Work request
In the records below, count each line where the word "RetireQueue" appears, and reply with that number only.

====== Listed entries

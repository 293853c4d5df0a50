//! The context facade.
//!
//! # Overview
//!
//! [`Context`] owns everything: instance, device, allocator, the immediate
//! command ring, the deferred deleter, the bindless descriptor set, the
//! resource pools and the swapchain. Creation methods hand out [`Holder`]s
//! whose drop retires the handle; retirements are picked up at the next frame
//! start and routed through the deleter, so resources never die under an
//! in-flight frame.
//!
//! # Frame protocol
//!
//! ```text
//! let cmd = ctx.acquire_command_buffer()?;   // frame start bookkeeping
//! let target = ctx.acquire_swapchain_texture()?;
//! ctx.cmd_begin_rendering(&cmd, &[...], None)?;
//! ...
//! ctx.cmd_end_rendering(&cmd, &[...], None)?;
//! ctx.submit(cmd, Some(target))?;            // submit + present
//! ```
//!
//! # Layout convention
//!
//! Owned textures live in `GENERAL`. `cmd_begin_rendering` moves attachments
//! into the attachment layout and `cmd_end_rendering` moves them back;
//! presenting moves the swapchain image `GENERAL -> PRESENT_SRC`. The one
//! descriptor set references every sampled and storage image in `GENERAL`,
//! which is what makes update-after-bind rewrites layout-oblivious.

use std::sync::Arc;

use ash::vk;
use raw_window_handle::{RawDisplayHandle, RawWindowHandle};
use smallvec::SmallVec;
use vk_mem::Alloc;

use crate::{
    alloc::Allocator,
    bindless::{plan_rewrite, DescriptorManager},
    buffer::Buffer,
    commands::{CommandBuffer, ImmediateCommands, SubmitHandle, RING_SIZE},
    deferred::DeferredDeleter,
    device::Device,
    error::{Error, Result},
    instance::Instance,
    pipeline::{
        self, ComputePipeline, ComputePipelineDescription, GraphicsPipeline,
        GraphicsPipelineDescription,
    },
    pool::{Handle, Holder, Pool, Retired, RetireQueue},
    sampler::{self, Sampler},
    shader::{self, PushConstantInfo, ShaderModule, StageEntry, StageModule},
    swapchain::{ColorSpace, Swapchain},
    texture::{self, Texture},
    types::{
        BufferDescription, BufferUsage, ClearValue, CompareOp, Extent3d, Format,
        SamplerDescription, StorageClass, TextureDescription, TextureUsage,
        MAX_COLOR_ATTACHMENTS,
    },
};

/// Startup options.
#[derive(Debug, Clone, Copy)]
pub struct ContextDescription {
    pub width: u32,
    pub height: u32,
    pub color_space: ColorSpace,
    /// Also maintain the combined image+sampler binding. Off by default;
    /// shaders built for split sampling never touch it.
    pub combined_image_samplers: bool,
}

impl Default for ContextDescription {
    fn default() -> Self {
        Self {
            width: 0,
            height: 0,
            color_space: ColorSpace::SrgbNonLinear,
            combined_image_samplers: false,
        }
    }
}

/// One colour attachment for dynamic rendering.
#[derive(Debug, Clone, Copy, Default)]
pub struct ColorAttachment {
    pub texture: Handle<Texture>,
    /// `Some` clears on load (discarding the previous contents), `None`
    /// loads.
    pub clear: Option<ClearValue>,
    pub mip: u32,
    pub layer: u32,
}

/// The depth attachment for dynamic rendering.
#[derive(Debug, Clone, Copy, Default)]
pub struct DepthAttachment {
    pub texture: Handle<Texture>,
    pub clear: Option<f32>,
}

type DeferredTask = Box<dyn FnOnce()>;

pub struct Context {
    swapchain: Option<Swapchain>,
    surface: vk::SurfaceKHR,
    immediate: ImmediateCommands,
    deleter: DeferredDeleter,
    descriptors: DescriptorManager,
    compiler: shaderc::Compiler,
    textures: Pool<Texture>,
    samplers: Pool<Sampler>,
    buffers: Pool<Buffer>,
    shader_modules: Pool<ShaderModule>,
    graphics_pipelines: Pool<GraphicsPipeline>,
    compute_pipelines: Pool<ComputePipeline>,
    retired: Arc<RetireQueue>,
    tasks: Vec<(SubmitHandle, DeferredTask)>,
    dummy_texture: Handle<Texture>,
    dummy_sampler: Handle<Sampler>,
    frame_index: u64,
    allocator: Allocator,
    device: Device,
}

============

Written response
2